• Max Monaco

    Survivor


    In the United States, male breast cancer occurrences are rare. Only one in 100 cases of breast cancer are male. Max Monaco, 58, of New Jersey, never dreamed he would be that one percent.

    Although Max's mother died of breast cancer at the age of 80 and his sister was diagnosed with the disease in 1985, Max felt risk-free the majority of his life because of the low statistics. However, in August of 1998, Max discovered a lump and made an appointment with an oncologist, just to be safe.

    That appointment and early detection may have saved Max's life. When the biopsy report revealed the tumor was malignant, the oncologist scheduled Max for surgery in September.

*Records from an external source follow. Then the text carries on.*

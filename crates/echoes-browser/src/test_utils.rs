//! Shared test utilities for the host layer.
//!
//! Recording implementations of every platform service, so tests can
//! assert on what the host asked the outside world to do.

use std::cell::RefCell;
use std::rc::Rc;

use echoes_platform::{
    DefaultBackHandler, FilePicker, RenderingSurface, ToolbarAnimator, UrlDispatcher,
};
use echoes_types::error::{EchoesError, Result};
use echoes_types::event::PickerRequest;

use crate::bridge::FileCallback;
use crate::nav::SessionHistory;

/// Surface with a fake history stack.
#[derive(Debug, Default)]
pub struct RecordingSurface {
    pub loads: Vec<String>,
    pub reloads: usize,
    pub history_depth: usize,
    pub back_calls: usize,
    pub fail_back: bool,
    pub fail_reload: bool,
}

impl RecordingSurface {
    pub fn new() -> Self {
        Self::default()
    }

    pub fn with_history(depth: usize) -> Self {
        Self {
            history_depth: depth,
            ..Self::default()
        }
    }
}

impl RenderingSurface for RecordingSurface {
    fn load_url(&mut self, url: &str) -> Result<()> {
        self.loads.push(url.to_string());
        Ok(())
    }

    fn reload(&mut self) -> Result<()> {
        if self.fail_reload {
            return Err(EchoesError::Surface("reload failed".into()));
        }
        self.reloads += 1;
        Ok(())
    }

    fn can_go_back(&self) -> bool {
        self.history_depth > 0
    }

    fn go_back(&mut self) -> Result<()> {
        self.back_calls += 1;
        if self.fail_back {
            return Err(EchoesError::Surface("back failed".into()));
        }
        self.history_depth = self.history_depth.saturating_sub(1);
        Ok(())
    }
}

/// Surface whose history is a [`SessionHistory`] fed like the desktop embedder does.
#[derive(Debug, Default)]
pub struct TrackedSurface {
    pub history: SessionHistory,
    pub back_calls: usize,
}

impl RenderingSurface for TrackedSurface {
    fn load_url(&mut self, url: &str) -> Result<()> {
        self.history.record(url);
        Ok(())
    }

    fn reload(&mut self) -> Result<()> {
        Ok(())
    }

    fn can_go_back(&self) -> bool {
        self.history.can_go_back()
    }

    fn go_back(&mut self) -> Result<()> {
        self.back_calls += 1;
        self.history
            .begin_back()
            .map(|_| ())
            .ok_or_else(|| EchoesError::Surface("no history".into()))
    }
}

/// Dispatcher recording every URL it was handed.
pub struct RecordingDispatcher {
    dispatched: RefCell<Vec<String>>,
    fail: bool,
}

impl RecordingDispatcher {
    pub fn new() -> Self {
        Self {
            dispatched: RefCell::new(Vec::new()),
            fail: false,
        }
    }

    /// A dispatcher with no handler for anything.
    pub fn failing() -> Self {
        Self {
            fail: true,
            ..Self::new()
        }
    }

    pub fn dispatched(&self) -> Vec<String> {
        self.dispatched.borrow().clone()
    }
}

impl UrlDispatcher for RecordingDispatcher {
    fn dispatch(&self, url: &str) -> Result<()> {
        self.dispatched.borrow_mut().push(url.to_string());
        if self.fail {
            return Err(EchoesError::Dispatch(format!("no activity for {url}")));
        }
        Ok(())
    }
}

/// Picker that records launches and optionally fails them.
#[derive(Debug, Default)]
pub struct ScriptedPicker {
    pub launches: Vec<PickerRequest>,
    pub fail: bool,
}

impl ScriptedPicker {
    pub fn new() -> Self {
        Self::default()
    }
}

impl FilePicker for ScriptedPicker {
    fn launch(&mut self, request: &PickerRequest) -> Result<()> {
        if self.fail {
            return Err(EchoesError::Picker("no picker installed".into()));
        }
        self.launches.push(request.clone());
        Ok(())
    }
}

#[derive(Debug, Default)]
pub struct RecordingAnimator {
    pub calls: Vec<(f32, u32)>,
}

impl ToolbarAnimator for RecordingAnimator {
    fn animate_to(&mut self, translation_y: f32, duration_ms: u32) {
        self.calls.push((translation_y, duration_ms));
    }
}

#[derive(Debug, Default)]
pub struct CountingBackHandler {
    pub count: usize,
}

impl DefaultBackHandler for CountingBackHandler {
    fn default_back(&mut self) {
        self.count += 1;
    }
}

/// Collects file-request resolutions as `(request tag, uris)` in order.
#[derive(Clone, Default)]
pub struct ResolutionLog {
    entries: Rc<RefCell<Vec<(usize, Vec<String>)>>>,
}

impl ResolutionLog {
    pub fn new() -> Self {
        Self::default()
    }

    /// A callback that logs its resolution under `tag`.
    pub fn callback(&self, tag: usize) -> FileCallback {
        let entries = Rc::clone(&self.entries);
        Box::new(move |uris| entries.borrow_mut().push((tag, uris)))
    }

    pub fn entries(&self) -> Vec<(usize, Vec<String>)> {
        self.entries.borrow().clone()
    }
}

    Max says the entire process of the detection, surgery and then follow-up chemotherapy happened as quickly as if a whirlwind had hit him and left him feeling terrified and alone. He was scared for his life and two children. Max contributes much of his feelings of loneliness to the fact that most support groups and foundations do not know what to say to men or how to reach out to them, because their healing tactics are geared toward women.

    "Everywhere I turned for help, I found most people more compassionate to women. I don't blame them for this. People don't know how to support scared men because it's unusual for us to show our true emotions and weaknesses," Max said. He says his findings with support groups were interesting because the suggested way of healing is to network among survivors. This allows people with similar histories to receive support and encouragement from someone else who has lived through the experience. However, Max says, even though men aren't apt to network, he did benefit from discussions with a man in California who survived prostate and breast cancer.

    After the surgery, Max's most frustrating experience was the lack of follow-up by doctors. He finds it ridiculous that, after undergoing such radical surgery, a medical staff can't find the time to phone the patients at home and make sure they're okay. "After leaving the hospital, you could die [for all they care]. I find it ironic that I get better follow-up when I take my car in for service. At least they call two to three days afterward to make sure everything is running right," he says.

    While Max's wife and sister later contacted various organizations for him to get involved with as a volunteer, he saved his energy to endure three cycles of chemotherapy.

    Max's advice to men and women who contract the dreaded disease: "Ask your doctor all the questions you can. It's imperative that you understand exactly what it is you have. Once you know your diagnosis, shop around for a doctor whom you can get along with."

    Max believes awareness of male breast cancer is growing and that organizations are learning better ways to reach men. He urges fellow male breast cancer survivors to attend support groups, to get involved in organizations, and to learn to express buried feelings to begin the long physical and emotional healing process.